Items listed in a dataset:
-- Opening Marker --

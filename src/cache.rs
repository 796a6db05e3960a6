use std::num::NonZeroUsize;
use std::sync::Arc;

use lru::LruCache;
use parking_lot::Mutex;

use crate::decomposer::decompose;
use crate::error::{PslError, Result};
use crate::list::SuffixList;
use crate::normalizer::normalize;
use crate::types::{DecomposedDomain, LookupOptions};

/// Default LRU cache size
pub const DEFAULT_CACHE_SIZE: usize = 1024;

/// Cached outcome of a lookup for a normalized name
#[derive(Debug, Clone)]
enum CacheValue {
    Found(DecomposedDomain),
    NotAllowed,
    Unlisted,
}

/// Suffix list with an LRU cache of lookup results.
///
/// Normalization runs on every call; rule selection and decomposition
/// only run on cache misses.
pub struct CachedSuffixList {
    list: Arc<SuffixList>,
    options: LookupOptions,
    cache: Mutex<LruCache<String, CacheValue>>,
}

impl CachedSuffixList {
    /// Create a cached front-end for `list` with default lookup options.
    pub fn new(list: Arc<SuffixList>, cache_size: usize) -> Self {
        Self::with_options(list, LookupOptions::default(), cache_size)
    }

    /// Create a cached front-end using fixed lookup options.
    pub fn with_options(list: Arc<SuffixList>, options: LookupOptions, cache_size: usize) -> Self {
        let cache_size = NonZeroUsize::new(cache_size).unwrap_or(NonZeroUsize::MIN);
        Self {
            list,
            options,
            cache: Mutex::new(LruCache::new(cache_size)),
        }
    }

    /// The underlying list
    pub fn list(&self) -> &Arc<SuffixList> {
        &self.list
    }

    /// Split a raw host name into suffix, registrable label and subdomain.
    pub fn parse(&self, raw: &str) -> Result<DecomposedDomain> {
        let name = normalize(raw)?;

        let mut cache = self.cache.lock();

        let value = match cache.get(name.as_str()) {
            Some(cached) => cached.clone(),
            None => {
                // Lookups are CPU-only, computing under the lock avoids
                // several threads filling the same key.
                let value = match self
                    .list
                    .find_rule(&name, &self.options)
                    .and_then(|rule| decompose(&name, rule))
                {
                    Ok(domain) => CacheValue::Found(domain),
                    Err(PslError::NameNotAllowed { .. }) => CacheValue::NotAllowed,
                    Err(PslError::UnlistedSuffix { .. }) => CacheValue::Unlisted,
                    Err(other) => return Err(other),
                };
                cache.put(name.as_str().to_string(), value.clone());
                value
            }
        };
        drop(cache);

        match value {
            CacheValue::Found(domain) => Ok(domain),
            CacheValue::NotAllowed => Err(PslError::NameNotAllowed {
                name: name.into_string(),
            }),
            CacheValue::Unlisted => Err(PslError::UnlistedSuffix {
                name: name.into_string(),
            }),
        }
    }

    /// Check whether `raw` is a name with a registrable part.
    pub fn is_valid(&self, raw: &str) -> bool {
        self.parse(raw).is_ok()
    }

    /// Registrable domain (`sld.tld`) of `raw`, if any.
    pub fn registrable_domain(&self, raw: &str) -> Option<String> {
        self.parse(raw).ok().and_then(|d| d.domain())
    }

    /// Get the number of cached names
    pub fn cached_len(&self) -> usize {
        self.cache.lock().len()
    }

    /// Clear the cache
    pub fn clear_cache(&self) {
        let mut cache = self.cache.lock();
        cache.clear();
    }
}

#[cfg(test)]
mod tests {
    use super::*;
    use crate::rule::Rule;

    fn cached(cache_size: usize) -> CachedSuffixList {
        let list = SuffixList::from_text("com\nuk\nco.uk\n*.ke").unwrap();
        CachedSuffixList::new(Arc::new(list), cache_size)
    }

    #[test]
    fn test_cached_parse_matches_uncached() {
        let c = cached(DEFAULT_CACHE_SIZE);
        for raw in ["google.com", "www.google.co.uk", "co.uk", "nic.ke", "example.org"] {
            let expected = c.list().parse(raw).ok();
            assert_eq!(c.parse(raw).ok(), expected, "first lookup of {}", raw);
            assert_eq!(c.parse(raw).ok(), expected, "cached lookup of {}", raw);
        }
    }

    #[test]
    fn test_cache_keys_on_normalized_name() {
        let c = cached(DEFAULT_CACHE_SIZE);
        c.parse("Google.COM.").unwrap();
        c.parse("google.com").unwrap();
        assert_eq!(c.cached_len(), 1);
    }

    #[test]
    fn test_cache_keeps_rejections() {
        let c = cached(DEFAULT_CACHE_SIZE);
        assert!(matches!(c.parse("co.uk"), Err(PslError::NameNotAllowed { .. })));
        assert_eq!(c.cached_len(), 1);
        match c.parse("CO.UK") {
            Err(PslError::NameNotAllowed { name }) => assert_eq!(name, "co.uk"),
            other => panic!("expected NameNotAllowed, got {:?}", other),
        }
    }

    #[test]
    fn test_invalid_names_are_not_cached() {
        let c = cached(DEFAULT_CACHE_SIZE);
        assert!(c.parse("http://x.com").is_err());
        assert!(c.parse("").is_err());
        assert_eq!(c.cached_len(), 0);
    }

    #[test]
    fn test_unlisted_with_options() {
        let list = SuffixList::from_text("com").unwrap();
        let opts = LookupOptions::new().with_default_rule(None);
        let c = CachedSuffixList::with_options(Arc::new(list), opts, 8);
        assert!(matches!(c.parse("a.test"), Err(PslError::UnlistedSuffix { .. })));
        assert!(matches!(c.parse("a.test"), Err(PslError::UnlistedSuffix { .. })));
        assert!(c.is_valid("a.com"));
    }

    #[test]
    fn test_custom_default_skips_non_matching_names() {
        let list = SuffixList::from_text("com").unwrap();
        let opts = LookupOptions::new().with_default_rule(Some(Rule::parse("*.test").unwrap()));
        let c = CachedSuffixList::with_options(Arc::new(list), opts, 8);

        for _ in 0..2 {
            assert!(matches!(
                c.parse("a.b.example.org"),
                Err(PslError::UnlistedSuffix { .. })
            ));
        }
        let d = c.parse("www.shop.test").unwrap();
        assert_eq!(d.tld, "shop.test");
        assert_eq!(d.sld.as_deref(), Some("www"));
    }

    #[test]
    fn test_cache_evicts_and_clears() {
        let c = cached(2);
        c.parse("a.com").unwrap();
        c.parse("b.com").unwrap();
        c.parse("c.com").unwrap();
        assert_eq!(c.cached_len(), 2);
        c.clear_cache();
        assert_eq!(c.cached_len(), 0);
    }

    #[test]
    fn test_zero_cache_size_still_works() {
        let c = cached(0);
        assert_eq!(c.registrable_domain("www.google.co.uk").as_deref(), Some("google.co.uk"));
    }
}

-- Closing Marker --

Using the data above, say how many lines include the word "example". Write only that number.

> [RESPONSE TO THE EXERCISE]
2